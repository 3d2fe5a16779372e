use std::path::PathBuf;

use clap::ValueEnum;

#[derive(ValueEnum, Clone, Debug, Default, PartialEq)]
pub enum OutputFormat {
    #[default]
    Text,
    Json,
}

/// Remote endpoints. Unset flags fall back to `ExplorerConfig` defaults.
#[derive(clap::Args, Debug, Clone, Default)]
pub struct RemoteArgs {
    /// Arweave gateway serving archive bundles
    #[arg(long, env = "FACTSCOPE_ARWEAVE_URL")]
    pub arweave_url: Option<String>,

    /// Record store serving the source roster
    #[arg(long, env = "FACTSCOPE_DB_HOST")]
    pub db_host: Option<String>,

    /// HTTP timeout in seconds
    #[arg(long, env = "FACTSCOPE_HTTP_TIMEOUT")]
    pub http_timeout: Option<u64>,
}

/// What the archive is interpreted as, and where sources come from.
#[derive(clap::Args, Debug, Clone)]
pub struct InterpretArgs {
    /// Feed source type recorded in the validation file
    #[arg(long, value_parser = ["CEX", "DEX"])]
    pub source_type: String,

    /// Network id used to look up the source roster
    #[arg(long)]
    pub network: String,

    /// Read the source roster from a JSON file instead of the record store
    #[arg(long)]
    pub sources: Option<PathBuf>,

    /// Extraction limit overrides as JSON, e.g. '{"max_entries": 500}'
    #[arg(long)]
    pub limits: Option<String>,
}
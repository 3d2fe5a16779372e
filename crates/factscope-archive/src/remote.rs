//! Collaborator seams of the archive pipeline.
//!
//! The pipeline itself is pure; everything it needs from the outside world
//! (the object store holding bundles, the record store holding the source
//! roster, and wherever failures get reported) comes in through these traits
//! so tests and the CLI can plug in local implementations.

use crate::error::{ArchiveError, ArchiveResult};
use crate::types::{ContentId, Source};
use async_trait::async_trait;
use bytes::Bytes;

/// Fetches raw bundle bytes from the object store.
#[async_trait]
pub trait BundleFetcher: Send + Sync {
    /// Download a bundle by content id.
    ///
    /// # Returns
    ///
    /// - `Ok(Bytes)` with the (still compressed) bundle
    /// - `Err(ArchiveError::Retrieval)` on transport failure or non-success status
    /// - `Err(ArchiveError::UnexpectedFormat)` if the store does not label it tar/gzip
    async fn fetch_bundle(&self, id: &ContentId) -> ArchiveResult<Bytes>;
}

/// Supplies the known data sources for a network.
#[async_trait]
pub trait SourceRoster: Send + Sync {
    async fn sources(&self, network_id: &str) -> ArchiveResult<Vec<Source>>;
}

/// Sink for failures the pipeline swallows.
pub trait ErrorReporter: Send + Sync {
    /// Record `err` and return the id it was filed under.
    fn report(&self, context: &str, err: &ArchiveError) -> String;
}

/// Reports through `tracing` at error level under a fresh UUID.
#[derive(Debug, Clone, Copy, Default)]
pub struct TracingReporter;

impl ErrorReporter for TracingReporter {
    fn report(&self, context: &str, err: &ArchiveError) -> String {
        let error_id = uuid::Uuid::new_v4().to_string();
        tracing::error!(
            error_id = %error_id,
            class = %err.class(),
            error = %err,
            "{}",
            context
        );
        error_id
    }
}

/// A fixed roster, the same for every network.
#[derive(Debug, Clone, Default)]
pub struct StaticRoster {
    sources: Vec<Source>,
}

impl StaticRoster {
    pub fn new(sources: Vec<Source>) -> Self {
        Self { sources }
    }

    /// Parse a roster from the record store's JSON list format.
    pub fn from_json(json: &str) -> ArchiveResult<Self> {
        let sources = serde_json::from_str(json).map_err(|e| ArchiveError::Roster {
            message: format!("invalid roster JSON: {}", e),
        })?;
        Ok(Self { sources })
    }
}

#[async_trait]
impl SourceRoster for StaticRoster {
    async fn sources(&self, _network_id: &str) -> ArchiveResult<Vec<Source>> {
        Ok(self.sources.clone())
    }
}
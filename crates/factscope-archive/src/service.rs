//! Archive assembly.
//!
//! [`ArchiveService`] runs the whole pipeline for one fact: fetch the bundle,
//! decode it once, then derive the directory tree, the materialized files and
//! the provenance details from that single entry list. It never fails; every
//! error is reported and degrades the result instead.
//!
//! | Failure                         | tree | files | details |
//! |---------------------------------|------|-------|---------|
//! | fetch / bad URN / decode        | -    | -     | -       |
//! | materialization                 | yes  | -     | -       |
//! | roster / reconcile / validation | yes  | yes   | -       |

use crate::bag_info::fact_statement_from_files;
use crate::bundle::{read_entries, ExtractLimits};
use crate::error::{ArchiveError, ArchiveResult};
use crate::materialize::materialize_files;
use crate::reconcile::reconcile_sources;
use crate::remote::{BundleFetcher, ErrorReporter, SourceRoster, TracingReporter};
use crate::tree::tree_from_entries;
use crate::types::{
    Archive, ArchiveDetails, ArchiveDownload, ArchivedFile, ContainerEntry, ContentId,
    DirectoryNode, FactRecord, FactStatementStub,
};
use crate::validation;
use bytes::Bytes;
use std::sync::Arc;
use tracing::{debug, info};

/// Archive explorer entry point. Cheap to clone and safe to share across
/// concurrent requests; it holds no per-request state.
#[derive(Clone)]
pub struct ArchiveService {
    fetcher: Arc<dyn BundleFetcher>,
    roster: Arc<dyn SourceRoster>,
    reporter: Arc<dyn ErrorReporter>,
    limits: ExtractLimits,
}

impl std::fmt::Debug for ArchiveService {
    fn fmt(&self, f: &mut std::fmt::Formatter<'_>) -> std::fmt::Result {
        f.debug_struct("ArchiveService")
            .field("limits", &self.limits)
            .finish_non_exhaustive()
    }
}

impl ArchiveService {
    /// Service with default limits that reports through `tracing`.
    pub fn new(fetcher: Arc<dyn BundleFetcher>, roster: Arc<dyn SourceRoster>) -> Self {
        Self {
            fetcher,
            roster,
            reporter: Arc::new(TracingReporter),
            limits: ExtractLimits::default(),
        }
    }

    pub fn with_reporter(mut self, reporter: Arc<dyn ErrorReporter>) -> Self {
        self.reporter = reporter;
        self
    }

    pub fn with_limits(mut self, limits: ExtractLimits) -> Self {
        self.limits = limits;
        self
    }

    /// Build the explorer view of `fact`'s archive.
    ///
    /// A fact without a storage URN has no archive yet and yields an all-empty
    /// result without reporting anything.
    pub async fn get_archive(&self, fact: &FactRecord, network_id: &str, source_type: &str) -> Archive {
        if fact.storage_urn.is_empty() {
            debug!(fact_urn = %fact.fact_urn, "fact has no storage urn");
            return Archive::unavailable(fact.clone());
        }

        let decoded = match self.fetch_decoded(&fact.storage_urn).await {
            Ok((_, decoded)) => decoded,
            Err(e) => {
                self.reporter.report(
                    &format!("failed to fetch archive for {}", fact.storage_urn),
                    &e,
                );
                return Archive::unavailable(fact.clone());
            }
        };

        let Decoded {
            entries,
            directory_tree,
            files,
        } = decoded;

        let files = match files {
            Ok(files) => files,
            Err(e) => {
                self.reporter.report(
                    &format!("failed to read archive files for {}", fact.storage_urn),
                    &e,
                );
                return Archive {
                    fact: fact.clone(),
                    directory_tree: Some(directory_tree),
                    files: None,
                    details: None,
                };
            }
        };

        let details = self
            .details_or_report(&files, network_id, source_type, &fact.storage_urn)
            .await;

        info!(
            fact_urn = %fact.fact_urn,
            entries = entries.len(),
            files = files.len(),
            details = details.is_some(),
            "archive assembled"
        );

        Archive {
            fact: fact.clone(),
            directory_tree: Some(directory_tree),
            files: Some(files),
            details,
        }
    }

    /// Gather everything the download package needs.
    ///
    /// Unlike [`get_archive`](Self::get_archive), the fact summary comes from
    /// the bag's own `bag-info.txt`, so a bag without a valid one yields
    /// `None`. Missing details only blank the details.
    pub async fn get_archive_download(
        &self,
        storage_urn: &str,
        network_id: &str,
        source_type: &str,
    ) -> Option<ArchiveDownload> {
        let prepared = self.prepare_download(storage_urn).await;
        let (bundle, entries, directory_tree, files, fact) = match prepared {
            Ok(prepared) => prepared,
            Err(e) => {
                self.reporter.report(
                    &format!("failed to fetch archive for {}", storage_urn),
                    &e,
                );
                return None;
            }
        };

        let details = self
            .details_or_report(&files, network_id, source_type, storage_urn)
            .await;

        info!(
            storage_urn,
            entries = entries.len(),
            details = details.is_some(),
            "archive download prepared"
        );

        Some(ArchiveDownload {
            fact,
            directory_tree,
            files,
            details,
            entries,
            bundle,
        })
    }

    /// Provenance details for already materialized files.
    pub async fn details(
        &self,
        files: &[ArchivedFile],
        network_id: &str,
        source_type: &str,
    ) -> ArchiveResult<ArchiveDetails> {
        let roster = self.roster.sources(network_id).await.map_err(|e| match e {
            ArchiveError::Roster { .. } => e,
            other => ArchiveError::Roster {
                message: other.to_string(),
            },
        })?;
        let sources = reconcile_sources(files, &roster)?;
        validation::interpret(files, &sources, source_type)
    }

    async fn details_or_report(
        &self,
        files: &[ArchivedFile],
        network_id: &str,
        source_type: &str,
        storage_urn: &str,
    ) -> Option<ArchiveDetails> {
        match self.details(files, network_id, source_type).await {
            Ok(details) => Some(details),
            Err(e) => {
                self.reporter.report(
                    &format!("failed to derive archive details for {}", storage_urn),
                    &e,
                );
                None
            }
        }
    }

    /// Fetch, then decode on the blocking pool. Decompression is CPU bound
    /// and may run up to `max_decode_bytes`.
    async fn fetch_decoded(&self, storage_urn: &str) -> ArchiveResult<(Bytes, Decoded)> {
        let id = ContentId::from_storage_urn(storage_urn)?;
        let bundle = self.fetcher.fetch_bundle(&id).await?;
        debug!(id = %id, bytes = bundle.len(), "bundle fetched");

        let input = bundle.clone();
        let limits = self.limits;
        let decoded = tokio::task::spawn_blocking(move || decode_bundle(&input, &limits))
            .await
            .map_err(|e| ArchiveError::CorruptArchive {
                message: format!("decode task failed: {}", e),
            })??;
        Ok((bundle, decoded))
    }

    async fn prepare_download(&self, storage_urn: &str) -> ArchiveResult<PreparedDownload> {
        let (bundle, decoded) = self.fetch_decoded(storage_urn).await?;
        let files = decoded.files?;
        let fact = fact_statement_from_files(&files)?;
        Ok((bundle, decoded.entries, decoded.directory_tree, files, fact))
    }
}

type PreparedDownload = (
    Bytes,
    Vec<ContainerEntry>,
    Vec<DirectoryNode>,
    Vec<ArchivedFile>,
    FactStatementStub,
);

/// Everything derived from one decode pass. Materialization may fail on its
/// own without losing the tree.
struct Decoded {
    entries: Vec<ContainerEntry>,
    directory_tree: Vec<DirectoryNode>,
    files: ArchiveResult<Vec<ArchivedFile>>,
}

fn decode_bundle(bundle: &[u8], limits: &ExtractLimits) -> ArchiveResult<Decoded> {
    let entries = read_entries(bundle, limits)?;
    let directory_tree = tree_from_entries(&entries);
    let files = materialize_files(&entries);
    Ok(Decoded {
        entries,
        directory_tree,
        files,
    })
}
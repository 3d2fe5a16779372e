use clap::Parser;

mod cli;
pub mod exit_codes;
pub mod fs;

use cli::args::Cli;
use cli::commands::dispatch;

#[tokio::main(flavor = "multi_thread")]
async fn main() {
    let cli = Cli::parse();
    cli::logging::init(cli.log_json);
    let code = match dispatch(cli).await {
        Ok(code) => code,
        Err(e) => {
            eprintln!("fatal: {e:?}");
            exit_codes::EXIT_CONFIG_ERROR
        }
    };
    std::process::exit(code);
}
//! Shared HTTP plumbing for the remote clients.
//!
//! Public API: no status code knowledge. All HTTP/status mapping in http.rs.

use std::time::Duration;

use reqwest::header::{HeaderMap, HeaderValue, USER_AGENT};

use crate::error::{RegistryError, RegistryResult};

mod http;

pub(crate) use http::HttpBackend;

/// User agent sent with every request.
pub const EXPLORER_USER_AGENT: &str = concat!("factscope/", env!("CARGO_PKG_VERSION"));

/// Build a backend rooted at `base_url` (trailing slashes dropped).
pub(crate) fn backend(base_url: &str, timeout_secs: u64) -> RegistryResult<HttpBackend> {
    let mut default_headers = HeaderMap::new();
    default_headers.insert(USER_AGENT, HeaderValue::from_static(EXPLORER_USER_AGENT));

    let client = reqwest::Client::builder()
        .timeout(Duration::from_secs(timeout_secs))
        .default_headers(default_headers)
        .build()
        .map_err(|e| RegistryError::Client {
            message: e.to_string(),
        })?;

    Ok(HttpBackend {
        client,
        base_url: base_url.trim_end_matches('/').to_string(),
    })
}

▶ [AIM OF THE TASK] From the entries above, extract only the lines running from the one containing "Ok(self.sources.clone())" through the one containing "never fails; every", inclusive.

▶ [REPLY TO THE TASK]
        Ok(self.sources.clone())
    }
}
filename crates/factscope-archive/src/service.rs
//! Archive assembly.
//!
//! [`ArchiveService`] runs the whole pipeline for one fact: fetch the bundle,
//! decode it once, then derive the directory tree, the materialized files and
//! the provenance details from that single entry list. It never fails; every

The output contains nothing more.